The Case of the Lucky Legs was Warner Bros. third attempt at bringing Perry Mason to the big screen without really grasping the essence of the popular whodnit. In best mystery-meets-comedy tradition, the movie was meant to entertain and presented a slick version of Gardner’s famous lawyer, resembling a variety of other celebrated investigators such as The Thin Man‘s Nick Charles or The Falcon. Warren William did a fine job at meeting the standards of this altered Mason, but the character has next to nothing on the original lawyer described in Gardner’s books.

Della Street, Mason’s famed secretary, was also spiced up but less drastically so. Her job description still remained the same, at least until the adaptation of  The Case of the Velvet Claws in 1936. In contrast to her on screen boss however, Della was portrayed by three different actresses in Warner’s four adaptations. In The Case of the Lucky Legs, Genevieve Tobin got a shot at presenting an attractively cheeky Miss Street, a job she excelled at. It is due to Miss Tobin’s enjoyable depiction of Perry Mason‘s girl Friday that the film works. In best 1930s tradition, her character is a wonderful mix of charm, sass and class, and Genevieve Tobin knew how to create chemistry with her spotlighted co-star.

An unfortunate casualty of this adaptation is Gardner’s memorable character Paul Drake, Mason’s trusted P.I. Renamed Spudsy Drake in the movie, the character was reduced to a mere shadow of his literary self, a silly handyman to lawyer-gone-detective Perry Mason who was married off to a caricature of a bad tempered wife.

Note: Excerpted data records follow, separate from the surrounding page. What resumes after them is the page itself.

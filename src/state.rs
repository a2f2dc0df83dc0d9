use fnv::FnvHashSet;

use crate::data::{AssignmentId, InstructorId, LectureId};
use crate::domain::TimetableProblem;

/// One reversible mutation of the search state.
#[derive(Debug, Clone, Copy)]
enum TrailEntry {
    /// `assignment` was pruned from `lecture`'s domain.
    Removed {
        lecture: LectureId,
        assignment: AssignmentId,
    },
    /// `lecture` was fixed to its current assignment.
    Fixed { lecture: LectureId },
}

/// Position in the trail; [`SearchState::undo_to`] reverses everything
/// recorded after it.
pub(crate) type TrailMark = usize;

/// Mutable search state over a [`TimetableProblem`].
///
/// Domains are sets of indices into the problem's assignment universe.
/// Every mutation goes through the trail, so a failed branch is reversed
/// exactly and leaves no trace in the domains its siblings see.
pub(crate) struct SearchState<'p> {
    pub(crate) problem: &'p TimetableProblem,
    pub(crate) domains: Vec<FnvHashSet<AssignmentId>>,
    pub(crate) fixed: Vec<Option<AssignmentId>>,
    /// Fixed-assignment count per instructor.
    load: Vec<u32>,
    unassigned: usize,
    trail: Vec<TrailEntry>,
    strict_load_cap: bool,
}

impl<'p> SearchState<'p> {
    pub(crate) fn new(problem: &'p TimetableProblem, strict_load_cap: bool) -> Self {
        SearchState {
            domains: problem.initial_domains.clone(),
            fixed: vec![None; problem.lectures.len()],
            load: vec![0; problem.instructors.len()],
            unassigned: problem.lectures.len(),
            trail: Vec::new(),
            strict_load_cap,
            problem,
        }
    }

    /// No lecture is left with a set-valued domain.
    pub(crate) fn is_complete(&self) -> bool {
        self.unassigned == 0
    }

    pub(crate) fn is_unassigned(&self, lecture: LectureId) -> bool {
        self.fixed[lecture].is_none()
    }

    /// Fixes `lecture` to `assignment`, recording the step on the trail.
    pub(crate) fn fix(&mut self, lecture: LectureId, assignment: AssignmentId) {
        debug_assert!(self.fixed[lecture].is_none());
        self.fixed[lecture] = Some(assignment);
        self.load[self.problem.universe[assignment].instructor] += 1;
        self.unassigned -= 1;
        self.trail.push(TrailEntry::Fixed { lecture });
    }

    /// Prunes `assignment` from `lecture`'s domain, recording the removal.
    pub(crate) fn remove(&mut self, lecture: LectureId, assignment: AssignmentId) {
        if self.domains[lecture].remove(&assignment) {
            self.trail.push(TrailEntry::Removed { lecture, assignment });
        }
    }

    /// Whether the instructor may take no further lectures in the current
    /// partial schedule. Under the strict cap reading an instructor at the
    /// cap is full; under the lenient reading only one already past it.
    pub(crate) fn instructor_busy(&self, instructor: InstructorId) -> bool {
        let cap = self.problem.max_lectures_per_instructor;
        if self.strict_load_cap {
            self.load[instructor] >= cap
        } else {
            self.load[instructor] > cap
        }
    }

    pub(crate) fn mark(&self) -> TrailMark {
        self.trail.len()
    }

    /// Reverses every mutation recorded after `mark`.
    pub(crate) fn undo_to(&mut self, mark: TrailMark) {
        while self.trail.len() > mark {
            match self.trail.pop().unwrap() {
                TrailEntry::Removed { lecture, assignment } => {
                    let restored = self.domains[lecture].insert(assignment);
                    debug_assert!(restored);
                }
                TrailEntry::Fixed { lecture } => {
                    let assignment = self.fixed[lecture].take().unwrap();
                    self.load[self.problem.universe[assignment].instructor] -= 1;
                    self.unassigned += 1;
                }
            }
        }
    }

    /// Total candidate count across every lecture except `except`. A fixed
    /// lecture's domain is its single assignment, so it contributes one.
    pub(crate) fn remaining_values(&self, except: LectureId) -> usize {
        (0..self.domains.len())
            .filter(|&l| l != except)
            .map(|l| {
                if self.fixed[l].is_some() {
                    1
                } else {
                    self.domains[l].len()
                }
            })
            .sum()
    }
}

#[cfg(test)]
mod tests {
    use super::*;
    use crate::data::{InstructorSpec, RoomSpec, SchedulingInput};

    fn two_lecture_problem() -> TimetableProblem {
        TimetableProblem::build(&SchedulingInput {
            lectures: vec!["A".to_string(), "B".to_string()],
            instructors: vec![InstructorSpec {
                name: "X".to_string(),
                lectures: vec!["A".to_string(), "B".to_string()],
                days: vec!["Mon".to_string()],
                times: vec![],
            }],
            rooms: vec![RoomSpec {
                number: 1,
                lectures: vec!["A".to_string(), "B".to_string()],
                days: vec!["Mon".to_string()],
                times: vec![],
            }],
            timeslots: vec!["Mon 10-12".to_string(), "Mon 12-14".to_string()],
            max_lectures_per_instructor: 2,
        })
        .unwrap()
    }

    #[test]
    fn fix_updates_load_and_progress() {
        let problem = two_lecture_problem();
        let mut state = SearchState::new(&problem, true);
        assert!(!state.is_complete());
        assert_eq!(state.load[0], 0);

        state.fix(0, 0);
        assert!(!state.is_unassigned(0));
        assert!(state.is_unassigned(1));
        assert_eq!(state.load[0], 1);

        state.fix(1, 1);
        assert!(state.is_complete());
        assert_eq!(state.load[0], 2);
    }

    #[test]
    fn undo_restores_exactly_to_mark() {
        let problem = two_lecture_problem();
        let mut state = SearchState::new(&problem, true);
        let before: Vec<usize> = state.domains.iter().map(|d| d.len()).collect();

        let outer = state.mark();
        state.fix(0, 0);
        state.remove(1, 0);
        let inner = state.mark();
        state.remove(1, 1);

        state.undo_to(inner);
        assert!(state.domains[1].contains(&1));
        assert!(!state.domains[1].contains(&0));

        state.undo_to(outer);
        assert!(state.is_unassigned(0));
        assert_eq!(state.load[0], 0);
        let after: Vec<usize> = state.domains.iter().map(|d| d.len()).collect();
        assert_eq!(before, after);
    }

    #[test]
    fn removing_an_absent_candidate_leaves_no_trail() {
        let problem = two_lecture_problem();
        let mut state = SearchState::new(&problem, true);
        let mark = state.mark();
        state.remove(0, 0);
        state.remove(0, 0);
        state.undo_to(mark);
        assert!(state.domains[0].contains(&0));
    }

    #[test]
    fn busy_boundary_depends_on_cap_reading() {
        let problem = two_lecture_problem();

        let mut strict = SearchState::new(&problem, true);
        assert!(!strict.instructor_busy(0));
        strict.fix(0, 0);
        strict.fix(1, 1);
        // At the cap of 2: full under the strict reading.
        assert!(strict.instructor_busy(0));

        let mut lenient = SearchState::new(&problem, false);
        lenient.fix(0, 0);
        lenient.fix(1, 1);
        // At the cap: still open under the lenient reading.
        assert!(!lenient.instructor_busy(0));
    }

    #[test]
    fn remaining_values_counts_fixed_lectures_as_one() {
        let problem = two_lecture_problem();
        let mut state = SearchState::new(&problem, true);
        // Both domains hold 2 candidates (one room, two slots).
        assert_eq!(state.remaining_values(0), 2);

        state.fix(1, 1);
        assert_eq!(state.remaining_values(0), 1);
    }
}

All in all, The Case of the Lucky Legs is a fun movie without the complexity of Erle Stanley Gardner’s novels but a tonality of its own. The film is a comedy rather than a mystery and does not contain any courtroom scenes. It is funny on its own merit and lives on the scripted teasing between Della Street and Perry Mason, as well as on the beyond decent performances of Warren William and Genevieve Tobin. It is a must-see for any die-hard Perry Mason fan and a diverting classic for everyone else.

Available online.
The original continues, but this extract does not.